I became convinced of this position about 20 years ago and defended it seriously on the old ASA list. I did graduate work in philosophy 45 yrs ago and so read a whole lot of those early Christian and secular philosophers. All of them believed in a round earth. Most believed the Ptolemaic system, which did have hard to fluid spheres, but they are not the same as the vaulted sky. I think it was Greek influence on the Septuagint translators is what caused them to even translate raqia (a word meaning expansion) as firmament. I think the 70 were trying to look sophisticated.

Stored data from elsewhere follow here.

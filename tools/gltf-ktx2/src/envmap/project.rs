//! Equirectangular to cubemap projection and back
//!
//! Pure per-pixel math over float rasters. Both directions share one face
//! basis table; the decode path applies its closed-form inverse, so an
//! encode/decode round-trip reproduces the source panorama up to resampling
//! error near face seams.

use super::EnvmapError;
use image::Rgba32FImage;
use std::f32::consts::{FRAC_PI_2, PI, TAU};

/// One axis of the cubemap, in canonical order `[+X, -X, +Y, -Y, +Z, -Z]`
#[derive(Debug, Clone, Copy, PartialEq, Eq)]
pub enum FaceAxis {
    PosX,
    NegX,
    PosY,
    NegY,
    PosZ,
    NegZ,
}

/// Canonical face order; encode always produces it, decode requires it
pub const FACE_ORDER: [FaceAxis; 6] = [
    FaceAxis::PosX,
    FaceAxis::NegX,
    FaceAxis::PosY,
    FaceAxis::NegY,
    FaceAxis::PosZ,
    FaceAxis::NegZ,
];

impl FaceAxis {
    /// Position in the canonical order
    pub fn index(self) -> usize {
        match self {
            FaceAxis::PosX => 0,
            FaceAxis::NegX => 1,
            FaceAxis::PosY => 2,
            FaceAxis::NegY => 3,
            FaceAxis::PosZ => 4,
            FaceAxis::NegZ => 5,
        }
    }

    pub fn label(self) -> &'static str {
        match self {
            FaceAxis::PosX => "+X",
            FaceAxis::NegX => "-X",
            FaceAxis::PosY => "+Y",
            FaceAxis::NegY => "-Y",
            FaceAxis::PosZ => "+Z",
            FaceAxis::NegZ => "-Z",
        }
    }

    /// Short tag used in generated face file names
    pub fn file_tag(self) -> &'static str {
        match self {
            FaceAxis::PosX => "px",
            FaceAxis::NegX => "nx",
            FaceAxis::PosY => "py",
            FaceAxis::NegY => "ny",
            FaceAxis::PosZ => "pz",
            FaceAxis::NegZ => "nz",
        }
    }

    /// View direction through the face at normalized `(u, v)` in `[-1, 1]²`
    fn direction(self, u: f32, v: f32) -> [f32; 3] {
        match self {
            FaceAxis::PosX => [1.0, v, -u],
            FaceAxis::NegX => [-1.0, v, u],
            FaceAxis::PosY => [u, 1.0, -v],
            FaceAxis::NegY => [u, -1.0, v],
            FaceAxis::PosZ => [u, v, 1.0],
            FaceAxis::NegZ => [-u, v, -1.0],
        }
    }

    /// Inverse of [`direction`](Self::direction): face `(u, v)` for a
    /// direction whose dominant axis selected this face.
    fn face_uv(self, [dx, dy, dz]: [f32; 3]) -> (f32, f32) {
        match self {
            FaceAxis::PosX => (-dz / dx, dy / dx),
            FaceAxis::NegX => (dz / -dx, dy / -dx),
            FaceAxis::PosY => (dx / dy, -dz / dy),
            FaceAxis::NegY => (dx / -dy, dz / -dy),
            FaceAxis::PosZ => (dx / dz, dy / dz),
            FaceAxis::NegZ => (dx / dz, dy / -dz),
        }
    }
}

/// Select the face for a view direction: largest absolute component wins,
/// ties broken X over Y over Z to match the encode convention.
fn dominant_face([dx, dy, dz]: [f32; 3]) -> FaceAxis {
    let (ax, ay, az) = (dx.abs(), dy.abs(), dz.abs());
    if ax >= ay && ax >= az {
        if dx > 0.0 { FaceAxis::PosX } else { FaceAxis::NegX }
    } else if ay >= az {
        if dy > 0.0 { FaceAxis::PosY } else { FaceAxis::NegY }
    } else if dz > 0.0 {
        FaceAxis::PosZ
    } else {
        FaceAxis::NegZ
    }
}

/// Clamp HDR pixels to [0, 1] in place and return the intensity factor that
/// compensates for the clipped energy. SDR input (no component above 1.0)
/// is untouched and reports 1.0.
pub fn normalize_hdr(image: &mut Rgba32FImage) -> f32 {
    let mut max = 0.0f32;
    let mut sum_before = 0.0f64;
    let mut sum_after = 0.0f64;
    let mut samples = 0u64;

    for pixel in image.pixels() {
        for value in &pixel.0[..3] {
            max = max.max(*value);
            sum_before += f64::from(*value);
            sum_after += f64::from(value.clamp(0.0, 1.0));
            samples += 1;
        }
    }
    if max <= 1.0 || samples == 0 {
        return 1.0;
    }

    for pixel in image.pixels_mut() {
        for value in &mut pixel.0 {
            *value = value.clamp(0.0, 1.0);
        }
    }

    let mean_before = sum_before / samples as f64;
    let mean_after = sum_after / samples as f64;
    if mean_after > 0.0 {
        // 1.3x boost compensates for compression losses downstream
        (mean_before / mean_after * 1.3) as f32
    } else {
        1.0
    }
}

/// Project an equirectangular panorama onto six square cubemap faces.
///
/// Faces come back in canonical order. Nearest-neighbor sampling with
/// clamp-to-bounds; the input must be 2:1.
pub fn equirect_to_faces(
    src: &Rgba32FImage,
    face_size: u32,
) -> Result<[Rgba32FImage; 6], EnvmapError> {
    let (width, height) = src.dimensions();
    if width == 0 || height == 0 || height != width / 2 {
        return Err(EnvmapError::BadAspect { width, height });
    }
    if face_size == 0 {
        return Err(EnvmapError::ResolutionTooSmall);
    }

    Ok(FACE_ORDER.map(|axis| {
        let mut face = Rgba32FImage::new(face_size, face_size);
        for y in 0..face_size {
            for x in 0..face_size {
                let u = 2.0 * x as f32 / face_size as f32 - 1.0;
                let v = 2.0 * y as f32 / face_size as f32 - 1.0;

                let [dx, dy, dz] = normalize(axis.direction(u, v));

                // Longitude and latitude of the view direction
                let theta = dx.atan2(dz);
                let phi = dy.asin();

                let eq_u = (theta + PI) / TAU;
                let eq_v = 1.0 - (phi + FRAC_PI_2) / PI;

                let sx = sample_coord(eq_u, width);
                let sy = sample_coord(eq_v, height);
                face.put_pixel(x, y, *src.get_pixel(sx, sy));
            }
        }
        face
    }))
}

/// Reassemble an equirectangular panorama from six cubemap faces in
/// canonical order. `output_width` must be even; the output is 2:1.
pub fn faces_to_equirect(
    faces: &[Rgba32FImage; 6],
    output_width: u32,
) -> Result<Rgba32FImage, EnvmapError> {
    let face_size = faces[0].width();
    for (axis, face) in FACE_ORDER.iter().zip(faces) {
        if face.width() != face.height() || face.width() != face_size {
            return Err(EnvmapError::FaceSizeMismatch {
                axis: axis.label(),
                width: face.width(),
                height: face.height(),
                expected: face_size,
            });
        }
    }
    if face_size < 2 || output_width < 4 {
        return Err(EnvmapError::ResolutionTooSmall);
    }

    let output_height = output_width / 2;
    let mut out = Rgba32FImage::new(output_width, output_height);

    for y in 0..output_height {
        // Latitude runs from +pi/2 at the top row to -pi/2 at the bottom
        let v_norm = y as f32 / (output_height - 1) as f32;
        let phi = (1.0 - v_norm) * PI - FRAC_PI_2;

        for x in 0..output_width {
            // Longitude runs from -pi at the left edge to +pi at the right
            let u_norm = x as f32 / (output_width - 1) as f32;
            let theta = u_norm * TAU - PI;

            let dir = [phi.cos() * theta.sin(), phi.sin(), phi.cos() * theta.cos()];
            let axis = dominant_face(dir);
            let (face_u, face_v) = axis.face_uv(dir);

            let px = sample_coord((face_u + 1.0) / 2.0, face_size);
            let py = sample_coord((face_v + 1.0) / 2.0, face_size);
            out.put_pixel(x, y, *faces[axis.index()].get_pixel(px, py));
        }
    }

    Ok(out)
}

fn normalize([x, y, z]: [f32; 3]) -> [f32; 3] {
    let length = (x * x + y * y + z * z).sqrt();
    [x / length, y / length, z / length]
}

/// Map a normalized coordinate in [0, 1] to a clamped pixel index
fn sample_coord(normalized: f32, size: u32) -> u32 {
    ((normalized * (size - 1) as f32) as u32).min(size - 1)
}

#[cfg(test)]
mod tests {
    use super::*;
    use image::Rgba;

    fn flat_panorama(width: u32, color: [f32; 4]) -> Rgba32FImage {
        Rgba32FImage::from_pixel(width, width / 2, Rgba(color))
    }

    /// Panorama whose pixel encodes its own (x, y) in the red/green channels
    fn gradient_panorama(width: u32) -> Rgba32FImage {
        Rgba32FImage::from_fn(width, width / 2, |x, y| {
            Rgba([
                x as f32 / (width - 1) as f32,
                y as f32 / (width / 2 - 1) as f32,
                0.0,
                1.0,
            ])
        })
    }

    #[test]
    fn test_flat_color_faces() {
        let color = [0.2f32, 0.5, 0.8, 1.0];
        let faces = equirect_to_faces(&flat_panorama(64, color), 16).unwrap();

        for face in &faces {
            assert_eq!(face.dimensions(), (16, 16));
            for pixel in face.pixels() {
                assert_eq!(pixel.0, color);
            }
        }
    }

    #[test]
    fn test_rejects_non_equirect_input() {
        let square = Rgba32FImage::new(32, 32);
        assert!(matches!(
            equirect_to_faces(&square, 16),
            Err(EnvmapError::BadAspect { .. })
        ));
    }

    #[test]
    fn test_face_centers_hit_cardinal_directions() {
        let width = 256u32;
        let src = gradient_panorama(width);
        let res = 64u32;
        let faces = equirect_to_faces(&src, res).unwrap();

        // +Z face center looks along theta=0: the panorama's horizontal middle
        let center = faces[FaceAxis::PosZ.index()].get_pixel(res / 2, res / 2);
        assert!((center.0[0] - 0.5).abs() < 0.02, "theta=0 maps to eq_u=0.5");
        assert!((center.0[1] - 0.5).abs() < 0.02, "phi=0 maps to eq_v=0.5");

        // +Y face center looks straight up: the panorama's top row
        let top = faces[FaceAxis::PosY.index()].get_pixel(res / 2, res / 2);
        assert!(top.0[1] < 0.02, "phi=+pi/2 maps to eq_v=0");

        // -Y face center looks straight down: the panorama's bottom row
        let bottom = faces[FaceAxis::NegY.index()].get_pixel(res / 2, res / 2);
        assert!(bottom.0[1] > 0.98, "phi=-pi/2 maps to eq_v=1");
    }

    #[test]
    fn test_dominant_face_tie_priority() {
        // Exact corner directions: X beats Y beats Z
        assert_eq!(dominant_face([1.0, 1.0, 1.0]), FaceAxis::PosX);
        assert_eq!(dominant_face([-1.0, 1.0, 1.0]), FaceAxis::NegX);
        assert_eq!(dominant_face([0.0, 1.0, 1.0]), FaceAxis::PosY);
        assert_eq!(dominant_face([0.0, -1.0, 1.0]), FaceAxis::NegY);
        assert_eq!(dominant_face([0.0, 0.0, 1.0]), FaceAxis::PosZ);
        assert_eq!(dominant_face([0.0, 0.0, -1.0]), FaceAxis::NegZ);
    }

    #[test]
    fn test_face_uv_inverts_direction() {
        // For every face and a grid of (u, v), direction -> face_uv must
        // return the original coordinates
        for axis in FACE_ORDER {
            for iu in 0..9 {
                for iv in 0..9 {
                    let u = iu as f32 / 4.0 - 1.0;
                    let v = iv as f32 / 4.0 - 1.0;
                    let (ru, rv) = axis.face_uv(axis.direction(u, v));
                    assert!(
                        (ru - u).abs() < 1e-5 && (rv - v).abs() < 1e-5,
                        "{} ({u}, {v}) -> ({ru}, {rv})",
                        axis.label()
                    );
                }
            }
        }
    }

    #[test]
    fn test_roundtrip_within_error_bound() {
        let width = 128u32;
        let src = gradient_panorama(width);
        let faces = equirect_to_faces(&src, 128).unwrap();
        let back = faces_to_equirect(&faces, width).unwrap();

        assert_eq!(back.dimensions(), src.dimensions());

        // Compare away from the poles and the longitude wrap, where nearest
        // resampling across seams is expected to differ
        let height = width / 2;
        let mut worst = 0.0f32;
        for y in height / 8..height * 7 / 8 {
            for x in width / 8..width * 7 / 8 {
                let a = src.get_pixel(x, y);
                let b = back.get_pixel(x, y);
                for c in 0..3 {
                    worst = worst.max((a.0[c] - b.0[c]).abs());
                }
            }
        }
        assert!(worst < 0.06, "round-trip error {worst} exceeds bound");
    }

    #[test]
    fn test_faces_to_equirect_rejects_mismatched_sizes() {
        let mut faces: [Rgba32FImage; 6] =
            std::array::from_fn(|_| Rgba32FImage::new(16, 16));
        faces[3] = Rgba32FImage::new(8, 8);
        assert!(matches!(
            faces_to_equirect(&faces, 64),
            Err(EnvmapError::FaceSizeMismatch { axis: "-Y", .. })
        ));
    }

    #[test]
    fn test_normalize_hdr_sdr_untouched() {
        let mut image = flat_panorama(8, [0.25, 0.5, 1.0, 1.0]);
        let factor = normalize_hdr(&mut image);
        assert_eq!(factor, 1.0);
        assert_eq!(image.get_pixel(0, 0).0, [0.25, 0.5, 1.0, 1.0]);
    }

    #[test]
    fn test_normalize_hdr_clips_and_compensates() {
        // Half the pixels at 3.0, half at 1.0: mean 2.0 before, 1.0 after
        let mut image = Rgba32FImage::from_fn(8, 4, |x, _| {
            let v = if x < 4 { 3.0 } else { 1.0 };
            Rgba([v, v, v, 1.0])
        });
        let factor = normalize_hdr(&mut image);

        assert!((factor - 2.0 * 1.3).abs() < 1e-4);
        for pixel in image.pixels() {
            assert!(pixel.0.iter().all(|v| *v <= 1.0));
        }
    }
}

The ONLY guy I ever found who believed that nonsense was Cosmas Inicopleustes He was a sailor who sailed often to India, proving of course, that the gospel had been taken there. But the dummy should have known full good and well that sails are the first part of the ships to come over the horizon, a sign, of course, of a spherical earth.
Cosmas wrote a very strange book about the flat earth and vaulted sky.I read the thing but hardly found a note worth taking from it.The odd thing is that he was totally ignored by contemporaries and later scholars. No one believed his nonsense, except modern Christians and modern critics of Christianity. lol
This view of Christian topography was pushed by two highly anti-Christian/clergy people,Washington Irving, the novelist and Jeanne Antoine Letrone, a Frenchman. It was too easy an attack on our religion to avoid. All they had to do was ridicule us by saying “Look at what those stupid Christians believed!” and everyone believed them rather than the evidence.
So in my debates years ago I wish I had had access to Wiki because it seems that Wiki at least in one article agrees with my position. I suspect there are people here who will not believe me, so I would point out that the Wiki article notes two modern day celebrities agree with my position. It seems people prefer to believe celebrities than the data:
“According to Stephen Jay Gould, “there never was a period of ‘flat Earth darkness’ among scholars, regardless of how the public at large may have conceptualized our planet both then and now. Greek knowledge of sphericity never faded, and all major medieval scholars accepted the Earth’s roundness as an established fact of cosmology” Historians of science David Lindberg and Ronald Numbers point out that "there was scarcely a Christian scholar of the Middle Ages who did not acknowledge Earth’s sphericity and even know its approximate circumference”."
Frankly, I just think we Christians are gullible to any attack on our religion and believe it implicitly!